The second pose is Open Sesame. This one is often practiced on the floor for best results but, in a pinch, can also be done against a wall. This posture primarily targets the lengthening of the pec muscles, the anterior portion of the deltoid. To Open Sesame, the arm is abducted to a right angle to the body and pressed into the floor, palm down. Keeping the arm there, you then roll onto your side, let’s say the left side for this example, and step your right foot back and over the left leg bringing the sole of the foot to the ground. The right foot may also come flat on the ground, as well. The left arm then falls back as if it was going to land on the right arm, and this passively stretches the left pectoralis muscles. This posture will help to bring length back into the chest muscles and front shoulders if tightness and range of motion become constricted.

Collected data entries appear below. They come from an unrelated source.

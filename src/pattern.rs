//! The vortex breathing pattern
//!
//! Six inhale/exhale pairs of shrinking length. The table is a process-wide
//! constant; nothing at runtime may alter it.

use serde::Serialize;

/// One inhale + exhale pair, in whole seconds
#[derive(Debug, Clone, Copy, PartialEq, Eq, Serialize)]
pub struct BreathCycle {
    /// Inhale length in seconds
    pub inhale: u32,
    /// Exhale length in seconds
    pub exhale: u32,
}

impl BreathCycle {
    /// Create a cycle
    #[must_use]
    pub const fn new(inhale: u32, exhale: u32) -> Self {
        Self { inhale, exhale }
    }

    /// Seconds spent in this cycle
    #[must_use]
    pub const fn duration(&self) -> u32 {
        self.inhale + self.exhale
    }
}

/// The vortex pattern, longest cycle first
pub const VORTEX_PATTERN: [BreathCycle; 6] = [
    BreathCycle::new(13, 13),
    BreathCycle::new(8, 8),
    BreathCycle::new(5, 5),
    BreathCycle::new(3, 3),
    BreathCycle::new(2, 2),
    BreathCycle::new(1, 1),
];

/// Total breathing time of the pattern in seconds
pub const TOTAL_DURATION_SECS: u32 = total_duration(&VORTEX_PATTERN);

/// Pre-roll countdown length in seconds
pub const COUNTDOWN_SECS: u32 = 3;

const fn total_duration(pattern: &[BreathCycle]) -> u32 {
    let mut total = 0;
    let mut i = 0;
    while i < pattern.len() {
        total += pattern[i].duration();
        i += 1;
    }
    total
}

#[cfg(test)]
mod tests {
    use super::*;

    #[test]
    fn test_total_duration_matches_pattern_sum() {
        let sum: u32 = VORTEX_PATTERN.iter().map(BreathCycle::duration).sum();
        assert_eq!(sum, TOTAL_DURATION_SECS);
        assert_eq!(TOTAL_DURATION_SECS, 64);
    }

    #[test]
    fn test_pattern_is_symmetric_and_shrinking() {
        for cycle in VORTEX_PATTERN {
            assert!(cycle.inhale > 0);
            assert_eq!(cycle.inhale, cycle.exhale);
        }
        assert!(VORTEX_PATTERN.windows(2).all(|w| w[0].inhale > w[1].inhale));
    }
}
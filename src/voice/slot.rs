//! Single-slot ownership of the utterance currently being spoken

use std::future::Future;
use std::sync::atomic::{AtomicBool, Ordering};
use std::sync::{Arc, Mutex, PoisonError};

use tokio::task::JoinHandle;

/// Cancellation flag shared with an utterance's blocking work
#[derive(Debug, Clone, Default)]
pub struct Cancellation(Arc<AtomicBool>);

impl Cancellation {
    /// Whether the owning utterance has been released
    #[must_use]
    pub fn is_cancelled(&self) -> bool {
        self.0.load(Ordering::SeqCst)
    }

    fn cancel(&self) {
        self.0.store(true, Ordering::SeqCst);
    }
}

/// An utterance in flight
///
/// Dropping it cancels the speech: the flag is raised for work that cannot be
/// aborted (audio playback) and the task is aborted, which kills any child
/// process it owns.
#[derive(Debug)]
pub struct Utterance {
    task: JoinHandle<()>,
    cancellation: Cancellation,
}

impl Utterance {
    /// Whether the speech has finished on its own
    #[must_use]
    pub fn is_finished(&self) -> bool {
        self.task.is_finished()
    }
}

impl Drop for Utterance {
    fn drop(&mut self) {
        self.cancellation.cancel();
        self.task.abort();
    }
}

/// Holds at most one utterance
#[derive(Debug, Default)]
pub struct UtteranceSlot {
    current: Mutex<Option<Utterance>>,
}

impl UtteranceSlot {
    /// Create an empty slot
    #[must_use]
    pub fn new() -> Self {
        Self::default()
    }

    /// Release the current utterance, then spawn and hold a new one
    ///
    /// Skips silently when called outside a tokio runtime.
    pub fn replace_with<F, Fut>(&self, speak: F)
    where
        F: FnOnce(Cancellation) -> Fut,
        Fut: Future<Output = ()> + Send + 'static,
    {
        let mut current = self.current.lock().unwrap_or_else(PoisonError::into_inner);
        drop(current.take());

        let Ok(handle) = tokio::runtime::Handle::try_current() else {
            tracing::warn!("no async runtime, skipping announcement");
            return;
        };

        let cancellation = Cancellation::default();
        let task = handle.spawn(speak(cancellation.clone()));
        *current = Some(Utterance { task, cancellation });
    }

    /// Release the current utterance, if any
    pub fn clear(&self) {
        let previous = self
            .current
            .lock()
            .unwrap_or_else(PoisonError::into_inner)
            .take();
        drop(previous);
    }

    /// Whether an utterance is still being spoken
    #[must_use]
    pub fn is_speaking(&self) -> bool {
        self.current
            .lock()
            .unwrap_or_else(PoisonError::into_inner)
            .as_ref()
            .is_some_and(|u| !u.is_finished())
    }
}

#[cfg(test)]
mod tests {
    use super::*;
    use std::time::Duration;

    #[tokio::test(start_paused = true)]
    async fn test_replace_cancels_previous() {
        let slot = UtteranceSlot::new();
        let (tx, mut rx) = tokio::sync::mpsc::unbounded_channel();

        let first_tx = tx.clone();
        slot.replace_with(move |cancel| async move {
            tokio::time::sleep(Duration::from_secs(5)).await;
            let _ = first_tx.send(("first", cancel.is_cancelled()));
        });
        slot.replace_with(move |_| async move {
            let _ = tx.send(("second", false));
        });

        tokio::time::sleep(Duration::from_secs(10)).await;
        assert_eq!(rx.recv().await, Some(("second", false)));
        assert!(rx.try_recv().is_err());
    }

    #[tokio::test(start_paused = true)]
    async fn test_clear_raises_cancellation() {
        let slot = UtteranceSlot::new();
        let seen = Arc::new(Mutex::new(None));
        let seen_clone = Arc::clone(&seen);

        slot.replace_with(move |cancel| {
            *seen_clone.lock().unwrap() = Some(cancel.clone());
            async move {
                tokio::time::sleep(Duration::from_secs(60)).await;
            }
        });
        assert!(slot.is_speaking());

        slot.clear();
        assert!(!slot.is_speaking());
        let cancel = seen.lock().unwrap().clone().unwrap();
        assert!(cancel.is_cancelled());
    }

    #[test]
    fn test_outside_runtime_is_noop() {
        let slot = UtteranceSlot::new();
        slot.replace_with(|_| async {});
        assert!(!slot.is_speaking());
    }
}
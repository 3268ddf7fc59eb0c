//! `/api/v1/spots` CRUD and derived listings.

use axum::{
    body::Bytes,
    extract::{Path, Query, State},
    routing::get,
    Router,
};
use serde::de::DeserializeOwned;
use serde::Deserialize;
use tracing::debug;

use super::api_error::{created, ok, ApiError, ApiResult};
use super::session::AuthenticatedUser;
use super::state::{GuardedCatalog, ServerState};
use crate::catalog::DEFAULT_MOST_VIEWED_LIMIT;
use crate::video_store::{NewVideoRecord, VideoRecordPatch};

#[derive(Deserialize, Debug)]
struct MostViewedQuery {
    limit: Option<String>,
}

fn parse_body<T: DeserializeOwned>(body: &Bytes) -> Result<T, ApiError> {
    serde_json::from_slice(body).map_err(|e| ApiError::BadRequest(format!("Invalid body: {}", e)))
}

fn parse_limit(raw: Option<&str>) -> Result<usize, ApiError> {
    match raw {
        None => Ok(DEFAULT_MOST_VIEWED_LIMIT),
        Some(raw) => match raw.trim().parse::<usize>() {
            Ok(limit) if limit > 0 => Ok(limit),
            _ => Err(ApiError::BadRequest(format!(
                "limit must be a positive integer, got '{}'",
                raw
            ))),
        },
    }
}

async fn list_spots(State(catalog): State<GuardedCatalog>) -> ApiResult {
    let spots = catalog.list()?;
    Ok(ok(format!("Fetched {} spots", spots.len()), spots))
}

async fn get_spot(State(catalog): State<GuardedCatalog>, Path(id): Path<String>) -> ApiResult {
    let spot = catalog.get(&id)?;
    Ok(ok("Fetched spot", spot))
}

async fn post_spot(
    user: AuthenticatedUser,
    State(catalog): State<GuardedCatalog>,
    body: Bytes,
) -> ApiResult {
    let new: NewVideoRecord = parse_body(&body)?;
    let spot = catalog.create(new)?;
    debug!("Spot {} created by {:?}", spot.id, user.identity);
    Ok(created("Spot created", spot))
}

async fn put_spot(
    user: AuthenticatedUser,
    State(catalog): State<GuardedCatalog>,
    Path(id): Path<String>,
    body: Bytes,
) -> ApiResult {
    let patch: VideoRecordPatch = parse_body(&body)?;
    let spot = catalog.update(&id, patch)?;
    debug!("Spot {} updated by {:?}", spot.id, user.identity);
    Ok(ok("Spot updated", spot))
}

async fn delete_spot(
    user: AuthenticatedUser,
    State(catalog): State<GuardedCatalog>,
    Path(id): Path<String>,
) -> ApiResult {
    let spot = catalog.delete(&id)?;
    debug!("Spot {} deleted by {:?}", spot.id, user.identity);
    Ok(ok("Spot deleted", spot))
}

async fn get_by_genre(
    State(catalog): State<GuardedCatalog>,
    Path(genre): Path<String>,
) -> ApiResult {
    let spots = catalog.by_genre(&genre)?;
    Ok(ok(
        format!("Fetched {} spots with genre '{}'", spots.len(), genre),
        spots,
    ))
}

async fn get_by_label(
    State(catalog): State<GuardedCatalog>,
    Path(label): Path<String>,
) -> ApiResult {
    let spots = catalog.by_label(&label)?;
    Ok(ok(
        format!("Fetched {} spots with label '{}'", spots.len(), label),
        spots,
    ))
}

async fn get_most_viewed(
    State(catalog): State<GuardedCatalog>,
    Query(query): Query<MostViewedQuery>,
) -> ApiResult {
    let limit = parse_limit(query.limit.as_deref())?;
    let spots = catalog.most_viewed(limit)?;
    Ok(ok(format!("Fetched top {} spots by views", spots.len()), spots))
}

pub fn make_spots_routes(state: ServerState) -> Router {
    Router::new()
        .route("/", get(list_spots).post(post_spot))
        .route("/most-viewed", get(get_most_viewed))
        .route("/by-genre/{genre}", get(get_by_genre))
        .route("/by-label/{label}", get(get_by_label))
        .route("/{id}", get(get_spot).put(put_spot).delete(delete_spot))
        .with_state(state)
}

Ultimately, chaturanga is a great movement, but it is no more sacred then any other movement. It is neither good nor bad in and of itself, but for every decision we make in our practice we must understand the consequences. If a posture is strengthening, where is it strengthening? Is this strength going to improve my posture? If not, are there other counter poses I should include in my practice? Do I need more of this strength? If so, do I also need more antagonistic strength to maintain proper shoulder alignment? I do believe that we can find balance and have a positive relationship with chaturanga dandasana, but I believe that that relationship is more complicated then just being able to do it with proper alignment and intention.